··· Data to use
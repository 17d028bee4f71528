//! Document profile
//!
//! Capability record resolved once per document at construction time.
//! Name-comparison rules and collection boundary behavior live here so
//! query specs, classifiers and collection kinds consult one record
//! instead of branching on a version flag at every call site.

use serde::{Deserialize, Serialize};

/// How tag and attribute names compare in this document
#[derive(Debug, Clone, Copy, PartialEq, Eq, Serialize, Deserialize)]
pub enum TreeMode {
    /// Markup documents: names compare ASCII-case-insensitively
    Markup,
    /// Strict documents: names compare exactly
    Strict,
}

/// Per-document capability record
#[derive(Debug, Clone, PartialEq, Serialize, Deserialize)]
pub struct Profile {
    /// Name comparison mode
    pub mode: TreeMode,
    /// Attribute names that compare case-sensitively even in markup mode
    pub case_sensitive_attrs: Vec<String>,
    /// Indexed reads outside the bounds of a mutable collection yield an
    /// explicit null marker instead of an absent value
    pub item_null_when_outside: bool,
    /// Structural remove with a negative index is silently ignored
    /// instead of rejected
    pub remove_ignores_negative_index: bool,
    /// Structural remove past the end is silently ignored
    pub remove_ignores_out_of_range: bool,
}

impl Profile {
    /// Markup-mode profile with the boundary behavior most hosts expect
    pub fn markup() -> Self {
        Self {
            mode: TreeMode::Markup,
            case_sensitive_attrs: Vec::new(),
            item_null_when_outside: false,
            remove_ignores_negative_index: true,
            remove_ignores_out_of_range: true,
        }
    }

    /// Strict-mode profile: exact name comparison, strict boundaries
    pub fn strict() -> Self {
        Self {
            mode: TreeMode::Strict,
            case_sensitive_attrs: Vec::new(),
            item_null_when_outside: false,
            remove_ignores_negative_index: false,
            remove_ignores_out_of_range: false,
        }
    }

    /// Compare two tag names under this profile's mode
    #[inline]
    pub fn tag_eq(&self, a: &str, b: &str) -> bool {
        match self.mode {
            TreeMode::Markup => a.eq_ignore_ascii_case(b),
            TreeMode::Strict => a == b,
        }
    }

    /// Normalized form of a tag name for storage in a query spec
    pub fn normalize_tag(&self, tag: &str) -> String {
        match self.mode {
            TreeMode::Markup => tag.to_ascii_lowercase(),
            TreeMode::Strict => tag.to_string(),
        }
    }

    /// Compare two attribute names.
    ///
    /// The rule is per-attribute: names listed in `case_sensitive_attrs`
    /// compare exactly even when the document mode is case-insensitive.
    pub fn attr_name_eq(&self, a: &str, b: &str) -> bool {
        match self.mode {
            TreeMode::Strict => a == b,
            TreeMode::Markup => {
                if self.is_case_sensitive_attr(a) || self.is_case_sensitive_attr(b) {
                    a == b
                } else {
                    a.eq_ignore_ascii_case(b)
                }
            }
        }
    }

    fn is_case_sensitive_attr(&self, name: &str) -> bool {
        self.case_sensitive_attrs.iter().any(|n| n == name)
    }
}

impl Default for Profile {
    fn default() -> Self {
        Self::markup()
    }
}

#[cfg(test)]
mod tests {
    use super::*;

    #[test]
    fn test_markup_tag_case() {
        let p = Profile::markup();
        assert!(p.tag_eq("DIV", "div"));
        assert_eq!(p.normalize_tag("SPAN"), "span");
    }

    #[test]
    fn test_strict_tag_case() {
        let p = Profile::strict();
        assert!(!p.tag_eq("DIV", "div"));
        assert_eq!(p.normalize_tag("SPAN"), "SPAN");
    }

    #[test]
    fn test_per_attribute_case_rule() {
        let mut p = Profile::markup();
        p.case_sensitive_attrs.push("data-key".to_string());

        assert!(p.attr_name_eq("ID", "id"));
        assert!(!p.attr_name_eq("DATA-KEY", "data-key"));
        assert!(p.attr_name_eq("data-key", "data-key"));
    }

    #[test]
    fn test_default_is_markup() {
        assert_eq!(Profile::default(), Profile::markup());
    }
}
······
Work to complete:
Here the job is to transcribe the lines from the first line of the data through the line containing "in this document", inclusive, exactly and with nothing else.

Written response:
repository 17d028bee4f71528
//! Document profile
//!
//! Capability record resolved once per document at construction time.
//! Name-comparison rules and collection boundary behavior live here so
//! query specs, classifiers and collection kinds consult one record
//! instead of branching on a version flag at every call site.

use serde::{Deserialize, Serialize};

/// How tag and attribute names compare in this document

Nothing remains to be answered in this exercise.